Foreign currency exchange loss totaled approximately $1.8 million during
the second three months of 2000 compared to a loss of approximately $0.7 million
during the second three months of 1999. The increase in the loss between periods
occurred due to a weaker peso against the U.S. dollar during the three months of
2000 compared to the comparable prior year period.
MEXICO'S INFLATION AND CURRENCY CHANGES
Management believes that in interpreting the comparisons of operational
results discussed above, two factors are of importance: currency exchange rates
and inflation. Changes in costs between prior year and current year periods
could be the result of increases or decreases in the peso exchange rate or
inflation in Mexico. In particular, the average monthly peso exchange rate for
the three months ended June 30, 2000 was nearly unchanged when compared to the
average monthly peso exchange rate for the three months ended June 30, 1999. In
addition, the Company estimates that inflation in Mexico was approximately 9%
since June 1999. Expenditures in Mexico for advertising, sales and marketing,
maintenance and energy, and for general and administrative expenses are
primarily settled in pesos, and were negatively impacted by the effects of
inflation.
COMPARISONS OF JUNE 30, 2000 BALANCE SHEET AMOUNTS TO DECEMBER 31, 1999 BALANCE
SHEET AMOUNTS
Vacation Interval receivables and other trade receivables increased
approximately $4.3 million from approximately $61.2 million as of December 31,
1999 to approximately $65.5 million as of June 30, 2000. The increase in
Vacation Interval receivables is related to the increase in the level of sales
financing with approximately 1,000 additional loans.
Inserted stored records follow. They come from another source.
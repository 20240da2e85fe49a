use std::collections::HashMap;

use tracing::{debug, debug_span};

use crate::{
    error::GraphError,
    sparse::SparseGraph,
    vertex::{Color, Vertex, VertexId},
};

impl<V: Clone> SparseGraph<V> {
    /// Builds the transposed graph: same vertices in the same insertion
    /// order with fresh traversal state, every edge reversed, weights
    /// preserved.  Slot numbering is identical to the source graph, which
    /// is what lets the component search reuse finishing-order slots
    /// directly.
    pub fn transpose(&self) -> SparseGraph<V> {
        let mut transposed = SparseGraph {
            vertices: self
                .vertices
                .iter()
                .map(|v| Vertex::new(v.id, v.value.clone()))
                .collect::<Vec<_>>(),
            index: HashMap::new(),
            undirected: self.undirected,
            mode: self.mode,
        };
        for (slot, vertex) in self.vertices.iter().enumerate() {
            transposed.index.entry(vertex.id).or_insert(slot);
            for &(target, weight) in &vertex.neighbors {
                transposed.vertices[target].neighbors.push((slot, weight));
            }
        }
        transposed
    }

    /// Partitions the graph into strongly connected components using
    /// Kosaraju's algorithm: take the DFS finishing order of the whole
    /// graph, then walk it back to front running DFS in the transposed
    /// graph; each root's visit set is one maximal set of mutually
    /// reachable vertices.
    ///
    /// Component order is the discovery order of the second phase and
    /// carries no further meaning.  Only sensible for directed graphs; on
    /// an undirected graph every connected component is trivially strongly
    /// connected.
    pub fn strongly_connected_components(&mut self) -> Result<Vec<Vec<VertexId>>, GraphError> {
        let _span = debug_span!("strongly_connected_components").entered();
        let mut finish_slots = Vec::with_capacity(self.num_vertices());
        self.dfs_explore_with(None, |slot| finish_slots.push(slot))?;

        let mut transposed = self.transpose();
        let mut components = Vec::new();
        for &slot in finish_slots.iter().rev() {
            if transposed.vertex(slot).color == Color::Unvisited {
                let mut member_slots = Vec::new();
                transposed.dfs_visit(slot, &mut |s| member_slots.push(s));
                components.push(
                    member_slots
                        .into_iter()
                        .map(|s| transposed.vertex(s).id)
                        .collect(),
                );
            }
        }
        debug!(components = components.len(), "component search finished");
        Ok(components)
    }
}
//! Error types for dispatching commands and driving the speech engines

use std::time::Duration;
use thiserror::Error;

/// Generic failure text shown in the response region
pub const GENERIC_FAILURE_MSG: &str = "Error al procesar el comando. Intenta otra vez más tarde.";

/// Alert raised when a dispatch is rejected because another is in flight
pub const BUSY_MSG: &str = "Ya hay un comando en curso. Espera la respuesta antes de enviar otro.";

/// Alert raised when the recognizer cannot be started
pub const RECOGNIZER_UNAVAILABLE_MSG: &str =
    "No se puede iniciar reconocimiento de voz. Verifica si el sistema tiene acceso al micrófono.";

/// Why a dispatch did not produce a reply
#[derive(Error, Debug, Clone, PartialEq, Eq)]
pub enum DispatchError {
    /// Connection refused, reset, DNS failure and the like
    #[error("command endpoint unreachable: {0}")]
    Network(String),

    /// Endpoint answered with a non-success status; the body is not inspected
    #[error("command endpoint returned HTTP {0}")]
    Status(u16),

    /// Body was not a JSON object
    #[error("malformed response: {0}")]
    Malformed(String),

    /// No answer before the client-side deadline
    #[error("no response within {}s", seconds(.0))]
    Timeout(Duration),
}

impl DispatchError {
    /// Message suitable for the response region
    pub fn user_message(&self) -> String {
        match self {
            DispatchError::Network(_) | DispatchError::Status(_) | DispatchError::Malformed(_) => {
                GENERIC_FAILURE_MSG.to_string()
            }
            DispatchError::Timeout(limit) => format!(
                "El sistema está tardando demasiado en responder (timeout de {} segundos). Por favor intenta nuevamente.",
                seconds(limit)
            ),
        }
    }

    pub fn is_timeout(&self) -> bool {
        matches!(self, DispatchError::Timeout(_))
    }
}

/// Whole seconds print as-is, fractions keep their decimals ("0.3")
fn seconds(limit: &Duration) -> String {
    if limit.subsec_nanos() == 0 {
        limit.as_secs().to_string()
    } else {
        limit.as_secs_f64().to_string()
    }
}

impl From<reqwest::Error> for DispatchError {
    fn from(e: reqwest::Error) -> Self {
        if e.is_decode() {
            DispatchError::Malformed(e.to_string())
        } else if let Some(status) = e.status() {
            DispatchError::Status(status.as_u16())
        } else {
            DispatchError::Network(e.to_string())
        }
    }
}

/// Recognition failures
#[derive(Error, Debug, Clone, PartialEq, Eq)]
pub enum SpeechError {
    /// Engine could not be started (missing program, no microphone access)
    #[error("speech recognizer unavailable: {0}")]
    Unavailable(String),

    /// Engine started but reported an error during the session
    #[error("{0}")]
    Engine(String),
}

impl SpeechError {
    /// Alert text for the user
    pub fn user_message(&self) -> String {
        match self {
            SpeechError::Unavailable(_) => RECOGNIZER_UNAVAILABLE_MSG.to_string(),
            SpeechError::Engine(reason) => format!("Error al reconocer voz: {}", reason),
        }
    }
}

/// Configuration loading failures
#[derive(Error, Debug)]
pub enum ConfigError {
    #[error("failed to read {path}: {source}")]
    Read {
        path: String,
        #[source]
        source: std::io::Error,
    },

    #[error("failed to parse {path}: {source}")]
    Parse {
        path: String,
        #[source]
        source: toml::de::Error,
    },

    #[error("invalid endpoint url '{0}'")]
    InvalidUrl(String),
}
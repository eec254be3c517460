//! Command endpoint client - one POST per command, JSON in and out

use async_trait::async_trait;
use reqwest::Client;
use serde::{Deserialize, Serialize};
use serde_json::Value;

use crate::command::Command;
use crate::config::EndpointConfig;
use crate::error::DispatchError;

/// Shown when the endpoint answers without a usable `respuesta`
pub const NO_RESPONSE_MSG: &str = "No se obtuvo respuesta.";

#[derive(Serialize)]
struct CommandRequest<'a> {
    texto: &'a str,
}

/// Diagnostics the server may attach next to the answer
#[derive(Debug, Clone, Default, Deserialize, PartialEq, Eq)]
pub struct ReplyMeta {
    #[serde(default)]
    pub engine: Option<String>,
    #[serde(default)]
    pub model: Option<String>,
    #[serde(default)]
    pub hf_enabled: Option<bool>,
    #[serde(default)]
    pub elapsed_ms: Option<u64>,
}

/// Answer extracted from a command response
#[derive(Debug, Clone, PartialEq, Eq)]
pub struct Reply {
    pub text: String,
    pub meta: Option<ReplyMeta>,
}

impl Reply {
    /// Pull `respuesta` out of a decoded body. Only a JSON `null` body is
    /// rejected; any other shape without a usable field gets the fallback.
    pub fn from_value(value: &Value) -> Result<Self, DispatchError> {
        if value.is_null() {
            return Err(DispatchError::Malformed("null body".into()));
        }

        let text = value
            .get("respuesta")
            .and_then(answer_text)
            .unwrap_or_else(|| NO_RESPONSE_MSG.to_string());

        let meta = value
            .get("meta")
            .and_then(|m| serde_json::from_value::<ReplyMeta>(m.clone()).ok());

        Ok(Self { text, meta })
    }

    pub fn from_slice(body: &[u8]) -> Result<Self, DispatchError> {
        let value: Value =
            serde_json::from_slice(body).map_err(|e| DispatchError::Malformed(e.to_string()))?;
        Self::from_value(&value)
    }
}

/// Non-empty strings, non-zero numbers and `true` are shown; anything else
/// (empty, zero, false, null, arrays, objects) is treated as no answer
fn answer_text(value: &Value) -> Option<String> {
    match value {
        Value::String(s) if !s.is_empty() => Some(s.clone()),
        Value::Number(n) if n.as_f64() != Some(0.0) => Some(n.to_string()),
        Value::Bool(true) => Some("true".to_string()),
        _ => None,
    }
}

/// `GET /health` report
#[derive(Debug, Clone, Default, Deserialize, PartialEq, Eq)]
pub struct HealthReport {
    #[serde(default)]
    pub ok: bool,
    #[serde(default)]
    pub hf_enabled: Option<bool>,
    #[serde(default)]
    pub model: Option<String>,
    #[serde(default)]
    pub timeout: Option<u64>,
}

/// Anything that can turn a command into a reply
#[async_trait]
pub trait CommandClient: Send + Sync {
    async fn send(&self, command: &Command) -> Result<Reply, DispatchError>;
}

pub struct HttpCommandClient {
    client: Client,
    command_url: String,
    health_url: String,
}

impl HttpCommandClient {
    pub fn new(endpoint: &EndpointConfig) -> Self {
        Self {
            client: Client::new(),
            command_url: endpoint.command_url(),
            health_url: endpoint.health_url(),
        }
    }

    pub fn health_url(&self) -> &str {
        &self.health_url
    }

    /// Probe the server's health route. Does not touch the assistant backend.
    pub async fn health(&self) -> Result<HealthReport, DispatchError> {
        let response = self.client.get(&self.health_url).send().await?;

        if !response.status().is_success() {
            return Err(DispatchError::Status(response.status().as_u16()));
        }

        let body = response.bytes().await?;
        serde_json::from_slice(&body).map_err(|e| DispatchError::Malformed(e.to_string()))
    }
}

#[async_trait]
impl CommandClient for HttpCommandClient {
    async fn send(&self, command: &Command) -> Result<Reply, DispatchError> {
        tracing::debug!(url = %self.command_url, "POST command");

        let response = self
            .client
            .post(&self.command_url)
            .json(&CommandRequest {
                texto: command.as_str(),
            })
            .send()
            .await?;

        let status = response.status();
        if !status.is_success() {
            return Err(DispatchError::Status(status.as_u16()));
        }

        let body = response.bytes().await?;
        let reply = Reply::from_slice(&body)?;

        if let Some(meta) = &reply.meta {
            tracing::debug!(
                engine = meta.engine.as_deref().unwrap_or("-"),
                model = meta.model.as_deref().unwrap_or("-"),
                elapsed_ms = meta.elapsed_ms.unwrap_or_default(),
                "reply meta"
            );
        }

        Ok(reply)
    }
}

#[cfg(test)]
mod tests {
    use super::*;
    use serde_json::json;

    #[test]
    fn test_request_body_shape() {
        let body = serde_json::to_value(CommandRequest { texto: "hola" }).unwrap();
        assert_eq!(body, json!({ "texto": "hola" }));
    }

    #[test]
    fn test_reply_reads_respuesta() {
        let reply = Reply::from_value(&json!({ "respuesta": "hola" })).unwrap();
        assert_eq!(reply.text, "hola");
        assert!(reply.meta.is_none());
    }

    #[test]
    fn test_reply_fallback_when_missing() {
        assert_eq!(Reply::from_value(&json!({})).unwrap().text, NO_RESPONSE_MSG);
        assert_eq!(
            Reply::from_value(&json!({ "respuesta": "" })).unwrap().text,
            NO_RESPONSE_MSG
        );
        assert_eq!(
            Reply::from_value(&json!({ "respuesta": null })).unwrap().text,
            NO_RESPONSE_MSG
        );
        assert_eq!(Reply::from_value(&json!([1, 2])).unwrap().text, NO_RESPONSE_MSG);
    }

    #[test]
    fn test_reply_scalar_respuesta() {
        assert_eq!(Reply::from_value(&json!({ "respuesta": 5 })).unwrap().text, "5");
        assert_eq!(Reply::from_value(&json!({ "respuesta": 2.5 })).unwrap().text, "2.5");
        assert_eq!(Reply::from_value(&json!({ "respuesta": true })).unwrap().text, "true");
        for falsy in [json!(0), json!(false), json!({ "a": 1 }), json!(["x"])] {
            assert_eq!(
                Reply::from_value(&json!({ "respuesta": falsy })).unwrap().text,
                NO_RESPONSE_MSG
            );
        }
    }

    #[test]
    fn test_reply_meta_is_lenient() {
        let reply = Reply::from_value(&json!({
            "respuesta": "La hora es 10:15",
            "meta": { "engine": "rules", "elapsed_ms": 3, "extra": true }
        }))
        .unwrap();
        let meta = reply.meta.unwrap();
        assert_eq!(meta.engine.as_deref(), Some("rules"));
        assert_eq!(meta.elapsed_ms, Some(3));
        assert_eq!(meta.model, None);

        let reply = Reply::from_value(&json!({ "respuesta": "x", "meta": "bogus" })).unwrap();
        assert!(reply.meta.is_none());
    }

    #[test]
    fn test_malformed_bodies() {
        assert!(matches!(
            Reply::from_slice(b"<html>502</html>"),
            Err(DispatchError::Malformed(_))
        ));
        assert!(matches!(Reply::from_slice(b"null"), Err(DispatchError::Malformed(_))));
        assert!(matches!(Reply::from_slice(b""), Err(DispatchError::Malformed(_))));
    }

    #[test]
    fn test_health_report_defaults() {
        let report: HealthReport = serde_json::from_value(json!({
            "ok": true,
            "model": "google/gemma-2-2b-it",
            "timeout": 12
        }))
        .unwrap();
        assert!(report.ok);
        assert_eq!(report.hf_enabled, None);
        assert_eq!(report.timeout, Some(12));
    }
}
Other trade receivables
increased due to the annual service fee billings during the first half of 2000.
Cost of unsold vacation ownership intervals and related club memberships
(unit inventory) decreased approximately $0.4 million from approximately $23.6
million as of December 31, 1999 to approximately $23.2 million as of June 30,
2000. The sale of units reduced unit inventory by approximately $8.4 million,
which was offset by purchases by Whiski Jack in Canada of approximately $4.3
million, inventory acquisition costs in Cimarron for $2.8 million and the
remainder primarily for reinstatement of inventory from defaulting owners in
Mexico.
Accounts payable and accrued liabilities increased approximately $4.0
million from approximately $14.1 million as of December 31, 1999 to
approximately $18.1 million as of June 30, 2000. The Cimarron operations
increased accounts payable and accrued liabilities by $3.1 million.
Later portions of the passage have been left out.